──────── Supplied material

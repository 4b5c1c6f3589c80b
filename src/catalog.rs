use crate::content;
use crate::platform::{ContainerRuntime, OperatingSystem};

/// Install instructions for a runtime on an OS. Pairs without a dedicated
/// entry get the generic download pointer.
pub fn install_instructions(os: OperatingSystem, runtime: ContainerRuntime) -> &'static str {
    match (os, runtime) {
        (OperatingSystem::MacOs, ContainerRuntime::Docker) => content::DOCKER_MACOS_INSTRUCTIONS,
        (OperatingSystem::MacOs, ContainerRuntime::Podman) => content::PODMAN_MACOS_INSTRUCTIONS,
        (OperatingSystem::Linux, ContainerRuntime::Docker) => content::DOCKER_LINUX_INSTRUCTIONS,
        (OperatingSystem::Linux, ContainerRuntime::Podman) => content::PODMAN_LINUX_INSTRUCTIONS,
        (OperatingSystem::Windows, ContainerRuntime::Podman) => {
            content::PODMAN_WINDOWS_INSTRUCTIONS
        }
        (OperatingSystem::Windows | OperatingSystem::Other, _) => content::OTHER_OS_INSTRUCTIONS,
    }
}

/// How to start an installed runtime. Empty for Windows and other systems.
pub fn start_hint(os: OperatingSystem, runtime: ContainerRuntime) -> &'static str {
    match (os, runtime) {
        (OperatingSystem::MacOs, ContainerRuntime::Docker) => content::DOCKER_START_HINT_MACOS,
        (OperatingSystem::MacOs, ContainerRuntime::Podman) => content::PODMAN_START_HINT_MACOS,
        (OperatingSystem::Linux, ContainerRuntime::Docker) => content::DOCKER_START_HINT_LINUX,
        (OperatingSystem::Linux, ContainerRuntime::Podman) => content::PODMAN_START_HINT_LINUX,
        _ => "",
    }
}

────────────────
──────── Supplied material

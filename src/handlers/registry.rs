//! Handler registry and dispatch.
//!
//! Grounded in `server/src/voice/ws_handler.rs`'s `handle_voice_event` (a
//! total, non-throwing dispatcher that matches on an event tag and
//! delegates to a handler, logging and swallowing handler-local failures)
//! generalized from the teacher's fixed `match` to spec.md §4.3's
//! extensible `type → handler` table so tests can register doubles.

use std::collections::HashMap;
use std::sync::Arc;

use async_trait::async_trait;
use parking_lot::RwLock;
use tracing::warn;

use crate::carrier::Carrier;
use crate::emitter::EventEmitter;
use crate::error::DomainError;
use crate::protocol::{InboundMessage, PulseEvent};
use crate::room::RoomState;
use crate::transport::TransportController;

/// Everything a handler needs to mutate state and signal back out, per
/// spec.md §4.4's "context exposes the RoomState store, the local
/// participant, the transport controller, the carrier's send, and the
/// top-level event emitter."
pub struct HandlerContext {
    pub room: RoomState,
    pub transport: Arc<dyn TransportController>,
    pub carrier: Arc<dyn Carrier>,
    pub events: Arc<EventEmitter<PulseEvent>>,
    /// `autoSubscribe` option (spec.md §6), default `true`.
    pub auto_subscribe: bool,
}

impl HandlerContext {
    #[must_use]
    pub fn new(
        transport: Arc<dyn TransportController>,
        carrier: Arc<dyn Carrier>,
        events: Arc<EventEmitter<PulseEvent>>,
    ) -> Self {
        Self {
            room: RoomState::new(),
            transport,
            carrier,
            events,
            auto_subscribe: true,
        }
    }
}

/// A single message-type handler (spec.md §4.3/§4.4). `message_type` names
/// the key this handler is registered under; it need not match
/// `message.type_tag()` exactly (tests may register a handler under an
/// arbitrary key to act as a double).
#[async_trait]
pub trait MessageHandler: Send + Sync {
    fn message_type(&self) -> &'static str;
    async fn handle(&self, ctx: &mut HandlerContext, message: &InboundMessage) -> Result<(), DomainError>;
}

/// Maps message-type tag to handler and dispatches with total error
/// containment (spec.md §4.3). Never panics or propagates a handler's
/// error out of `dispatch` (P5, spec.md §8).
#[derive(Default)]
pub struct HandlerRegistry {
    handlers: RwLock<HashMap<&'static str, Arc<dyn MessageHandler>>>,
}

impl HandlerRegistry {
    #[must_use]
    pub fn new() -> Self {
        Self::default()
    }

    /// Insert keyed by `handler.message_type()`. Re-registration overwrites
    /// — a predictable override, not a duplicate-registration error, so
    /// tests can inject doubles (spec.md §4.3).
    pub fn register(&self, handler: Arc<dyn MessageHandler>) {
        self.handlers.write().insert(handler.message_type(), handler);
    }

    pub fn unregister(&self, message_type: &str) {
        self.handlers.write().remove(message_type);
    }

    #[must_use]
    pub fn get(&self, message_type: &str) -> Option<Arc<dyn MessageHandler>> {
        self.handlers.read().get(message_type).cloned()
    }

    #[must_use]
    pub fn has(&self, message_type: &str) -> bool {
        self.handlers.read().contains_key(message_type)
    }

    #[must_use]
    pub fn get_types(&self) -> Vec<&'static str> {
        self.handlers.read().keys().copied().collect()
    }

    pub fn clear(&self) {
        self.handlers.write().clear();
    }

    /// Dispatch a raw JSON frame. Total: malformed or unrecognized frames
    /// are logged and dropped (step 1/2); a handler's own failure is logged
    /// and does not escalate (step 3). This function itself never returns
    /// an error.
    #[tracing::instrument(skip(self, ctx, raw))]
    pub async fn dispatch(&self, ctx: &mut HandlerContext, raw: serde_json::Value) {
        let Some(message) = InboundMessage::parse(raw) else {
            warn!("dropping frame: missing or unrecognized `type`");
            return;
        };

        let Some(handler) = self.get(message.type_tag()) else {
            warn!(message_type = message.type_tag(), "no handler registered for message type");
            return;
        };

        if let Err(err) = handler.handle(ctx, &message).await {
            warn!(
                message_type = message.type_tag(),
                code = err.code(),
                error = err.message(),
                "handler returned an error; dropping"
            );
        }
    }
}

────────────────
──────── Supplied material

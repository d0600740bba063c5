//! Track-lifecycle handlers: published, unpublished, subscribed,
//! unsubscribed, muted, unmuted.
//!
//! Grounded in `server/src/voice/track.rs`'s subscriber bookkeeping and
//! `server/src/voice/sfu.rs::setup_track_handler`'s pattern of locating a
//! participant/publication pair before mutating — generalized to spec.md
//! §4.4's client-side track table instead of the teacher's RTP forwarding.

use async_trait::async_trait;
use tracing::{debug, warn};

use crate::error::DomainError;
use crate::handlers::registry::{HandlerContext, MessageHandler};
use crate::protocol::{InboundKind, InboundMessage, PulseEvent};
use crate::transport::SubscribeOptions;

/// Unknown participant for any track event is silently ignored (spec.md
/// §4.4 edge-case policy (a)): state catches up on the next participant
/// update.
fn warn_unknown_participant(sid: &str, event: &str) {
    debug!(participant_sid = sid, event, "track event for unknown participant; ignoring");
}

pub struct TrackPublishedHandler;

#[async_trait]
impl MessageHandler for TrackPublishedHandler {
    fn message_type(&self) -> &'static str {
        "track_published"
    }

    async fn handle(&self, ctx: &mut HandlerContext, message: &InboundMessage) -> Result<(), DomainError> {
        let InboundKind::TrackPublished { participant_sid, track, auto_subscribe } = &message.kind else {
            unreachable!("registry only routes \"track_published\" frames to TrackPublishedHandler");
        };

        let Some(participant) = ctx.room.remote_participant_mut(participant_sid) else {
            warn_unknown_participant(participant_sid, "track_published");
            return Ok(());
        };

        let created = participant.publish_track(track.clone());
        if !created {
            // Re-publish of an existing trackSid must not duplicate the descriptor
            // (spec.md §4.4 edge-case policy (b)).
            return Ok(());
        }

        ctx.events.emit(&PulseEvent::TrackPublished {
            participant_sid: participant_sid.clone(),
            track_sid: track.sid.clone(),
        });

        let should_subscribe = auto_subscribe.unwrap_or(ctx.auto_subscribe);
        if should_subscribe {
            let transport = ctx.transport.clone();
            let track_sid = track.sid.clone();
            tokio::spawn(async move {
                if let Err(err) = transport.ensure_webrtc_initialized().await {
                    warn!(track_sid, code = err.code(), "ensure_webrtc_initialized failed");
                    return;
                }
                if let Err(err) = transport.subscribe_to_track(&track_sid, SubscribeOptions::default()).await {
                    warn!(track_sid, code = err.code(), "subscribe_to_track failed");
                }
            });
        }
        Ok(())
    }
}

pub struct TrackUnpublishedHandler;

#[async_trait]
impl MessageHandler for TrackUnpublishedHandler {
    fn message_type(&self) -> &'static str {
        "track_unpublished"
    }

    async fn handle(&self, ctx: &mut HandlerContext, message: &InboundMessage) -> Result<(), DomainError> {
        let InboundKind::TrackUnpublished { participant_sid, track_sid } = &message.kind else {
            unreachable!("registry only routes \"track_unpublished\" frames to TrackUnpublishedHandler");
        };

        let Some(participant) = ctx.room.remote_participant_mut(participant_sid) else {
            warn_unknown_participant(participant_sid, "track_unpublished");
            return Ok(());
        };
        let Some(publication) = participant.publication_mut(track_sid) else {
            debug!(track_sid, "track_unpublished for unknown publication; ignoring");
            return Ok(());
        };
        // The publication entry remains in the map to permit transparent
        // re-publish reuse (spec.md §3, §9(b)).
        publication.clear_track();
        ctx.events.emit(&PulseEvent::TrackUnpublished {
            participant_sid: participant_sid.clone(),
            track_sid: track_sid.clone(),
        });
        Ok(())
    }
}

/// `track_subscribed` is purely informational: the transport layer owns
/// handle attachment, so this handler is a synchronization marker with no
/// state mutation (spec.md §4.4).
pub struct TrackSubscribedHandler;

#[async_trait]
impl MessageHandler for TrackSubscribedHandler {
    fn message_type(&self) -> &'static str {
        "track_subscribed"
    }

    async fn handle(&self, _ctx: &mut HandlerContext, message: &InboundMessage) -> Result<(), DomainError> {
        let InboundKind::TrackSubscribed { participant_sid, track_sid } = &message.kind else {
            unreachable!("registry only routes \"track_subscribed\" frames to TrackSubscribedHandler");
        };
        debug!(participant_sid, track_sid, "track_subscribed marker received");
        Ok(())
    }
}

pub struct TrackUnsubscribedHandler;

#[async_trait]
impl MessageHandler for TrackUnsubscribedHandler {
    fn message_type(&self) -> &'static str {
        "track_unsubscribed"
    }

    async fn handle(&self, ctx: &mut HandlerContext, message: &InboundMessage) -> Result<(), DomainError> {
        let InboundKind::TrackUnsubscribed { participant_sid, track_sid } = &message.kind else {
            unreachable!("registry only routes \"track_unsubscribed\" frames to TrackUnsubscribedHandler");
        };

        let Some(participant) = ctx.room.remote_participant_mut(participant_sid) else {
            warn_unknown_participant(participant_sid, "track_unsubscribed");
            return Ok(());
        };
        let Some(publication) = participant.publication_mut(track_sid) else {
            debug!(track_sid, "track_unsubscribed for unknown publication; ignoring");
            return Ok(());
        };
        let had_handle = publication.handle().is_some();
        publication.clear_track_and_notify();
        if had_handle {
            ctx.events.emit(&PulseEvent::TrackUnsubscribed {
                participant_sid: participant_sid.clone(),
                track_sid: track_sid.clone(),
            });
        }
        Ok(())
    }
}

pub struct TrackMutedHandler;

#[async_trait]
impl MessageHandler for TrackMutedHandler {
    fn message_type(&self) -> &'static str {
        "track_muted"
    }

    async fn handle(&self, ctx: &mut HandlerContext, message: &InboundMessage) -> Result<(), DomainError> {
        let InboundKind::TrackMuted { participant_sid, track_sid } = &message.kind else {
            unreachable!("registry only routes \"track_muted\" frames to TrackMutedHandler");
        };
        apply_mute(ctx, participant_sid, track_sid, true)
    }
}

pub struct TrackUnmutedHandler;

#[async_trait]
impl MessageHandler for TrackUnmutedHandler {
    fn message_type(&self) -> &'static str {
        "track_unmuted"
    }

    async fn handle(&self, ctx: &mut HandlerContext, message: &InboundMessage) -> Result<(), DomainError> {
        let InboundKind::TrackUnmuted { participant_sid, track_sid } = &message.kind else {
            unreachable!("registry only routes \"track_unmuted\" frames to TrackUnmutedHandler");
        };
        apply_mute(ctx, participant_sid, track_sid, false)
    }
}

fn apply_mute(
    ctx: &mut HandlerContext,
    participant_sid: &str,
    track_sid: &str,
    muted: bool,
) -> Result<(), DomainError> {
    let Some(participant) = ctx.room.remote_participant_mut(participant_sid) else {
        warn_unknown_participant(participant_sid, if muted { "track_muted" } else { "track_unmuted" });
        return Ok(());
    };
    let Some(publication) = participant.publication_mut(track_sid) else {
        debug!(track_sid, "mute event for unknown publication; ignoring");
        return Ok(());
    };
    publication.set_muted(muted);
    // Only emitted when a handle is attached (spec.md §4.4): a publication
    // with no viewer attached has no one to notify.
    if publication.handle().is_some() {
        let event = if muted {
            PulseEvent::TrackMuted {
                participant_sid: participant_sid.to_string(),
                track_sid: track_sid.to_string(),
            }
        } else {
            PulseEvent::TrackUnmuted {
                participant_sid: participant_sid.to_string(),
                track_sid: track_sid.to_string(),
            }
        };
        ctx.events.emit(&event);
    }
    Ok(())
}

────────────────

Which lines of the listing above hold the word "bool"? Copy each of them.

    pub auto_subscribe: bool,
    pub fn has(&self, message_type: &str) -> bool {
    muted: bool,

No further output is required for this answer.